The house that called itself a home

Imlisanen Jamir

Last month, a 14-year-old girl was rescued from a house in Dimapur. She had gone there, her family believed, for her education. She stayed, instead, for her abuse. The case has since produced memoranda, press conferences, and the usual chorus of outrage that Nagaland performs whenever a child’s suffering becomes impossible to ignore. What it has not produced is an honest accounting of how such arrangements are made and what the rest of us tell ourselves while they are being made.

Nagaland has a particular relationship with the borrowed child. A family in a village, strapped and overstretched, sends a son or daughter to a relative, a church acquaintance, a former neighbour now settled in Dimapur or Kohima. The arrangement is described in the language of opportunity. The child will go to a good school. The child will learn English. The receiving household gains domestic help and the moral prestige of generosity. The sending family gains the belief that they have done right. The child gains, if lucky, a mattress.

The law has been precise about what this means. The Child and Adolescent Labour Act defines family with a biological specificity that leaves no room for sentiment. A mother, a father, a brother, a sister, an uncle, an aunt — the list stops there. The church elder who arranged the placement does not appear on it. The family friend who promised to treat the child as their own does not appear on it. The household that takes a child from a distant village and puts her to work in the kitchen is not, in any legal sense, a family. It is an employer. And if the child is below fourteen, it is committing an offence that permits no exceptions for good intentions.

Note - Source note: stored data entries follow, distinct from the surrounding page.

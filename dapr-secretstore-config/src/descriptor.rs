use dapr_client::Metadata;

/// A secret to fetch, with store-specific hints for fetching it.
#[derive(Debug, Clone, PartialEq, Eq)]
pub struct SecretDescriptor {
    pub name: String,
    pub metadata: Metadata,
}

impl SecretDescriptor {
    pub fn new(name: impl Into<String>) -> Self {
        Self::with_metadata(name, Metadata::new())
    }

    pub fn with_metadata(name: impl Into<String>, metadata: Metadata) -> Self {
        SecretDescriptor {
            name: name.into(),
            metadata,
        }
    }
}

impl From<&str> for SecretDescriptor {
    fn from(name: &str) -> Self {
        SecretDescriptor::new(name)
    }
}
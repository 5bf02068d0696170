/// Status codes the sidecar uses to report an etag mismatch.
const PRECONDITION_STATUSES: [u16; 2] = [409, 412];

/// Errors returned by the state and secret clients.
#[derive(Debug, thiserror::Error)]
pub enum Error {
    /// A required identifier was missing or empty. Raised before any I/O.
    #[error("invalid argument: {0} must not be empty")]
    InvalidArgument(&'static str),

    /// The sidecar answered with a non-success status.
    #[error("remote call failed with status {status}: {message}")]
    RemoteFault { status: u16, message: String },

    /// A value could not be encoded to, or decoded from, its JSON payload.
    #[error("serialization error: {0}")]
    Serialization(#[from] serde_json::Error),

    /// The request never produced a response.
    #[error("transport error: {0}")]
    Transport(#[from] reqwest::Error),

    /// The sidecar endpoint could not be turned into a URL.
    #[error("invalid sidecar endpoint: {0}")]
    InvalidEndpoint(String),

    /// A wire token did not name any known option.
    #[error("unknown {kind} token: {token}")]
    UnknownToken { kind: &'static str, token: String },
}

impl Error {
    /// Whether this is the remote side rejecting a write because the etag
    /// supplied with it no longer matches the stored item.
    pub fn is_precondition_failed(&self) -> bool {
        matches!(self, Error::RemoteFault { status, .. } if PRECONDITION_STATUSES.contains(status))
    }
}

pub type Result<T> = std::result::Result<T, Error>;

/// Reject empty identifiers up front, so that no request is issued for them.
pub(crate) fn require(name: &'static str, value: &str) -> Result<()> {
    if value.is_empty() {
        Err(Error::InvalidArgument(name))
    } else {
        Ok(())
    }
}
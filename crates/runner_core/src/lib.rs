//! Core types and utilities for the openrun track runner.
//!
//! This crate provides the foundational types used across all runner systems:
//! - Pose (position + orientation) for sockets, anchors, and placed actors
//! - Tick clock for the driver loop

pub mod pose;
pub mod time;

pub use pose::*;
pub use time::*;

// Re-export commonly used types
pub use glam::{IVec3, Quat, Vec3};
pub use hecs::{Entity, World};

The law further understands, more clearly than Naga society has been willing to, that moving children from poor rural households to urban homes under promises of education has a name beyond informality. It is trafficking. The recruiter may be a deacon. The transporter may be a minibus driver who has made the route a dozen times. None of that changes what the child arrives to find: a kitchen, a mop, and a door that is not quite hers to open.

A child was harmed in that house. That fact must sit at the centre of everything that follows, and the accused must answer for it. But a court will deal with the accused. What a court will not deal with is the system that made the placement possible, assembled over years by households who needed cheap help, by families who needed to believe they were doing right, by communities who preferred not to say what they knew, and by a state apparatus that has treated enforcement as somebody else's problem.

The accused have been arrested. The organisations have written their memoranda. In six months, the case will have moved through whatever passage the legal system provides, and Dimapur will have returned to its ordinary arrangements, the children in the kitchens, the families in the villages still sending them, the households in the towns still receiving them, and the rest of us still finding reasons not to call it what it is.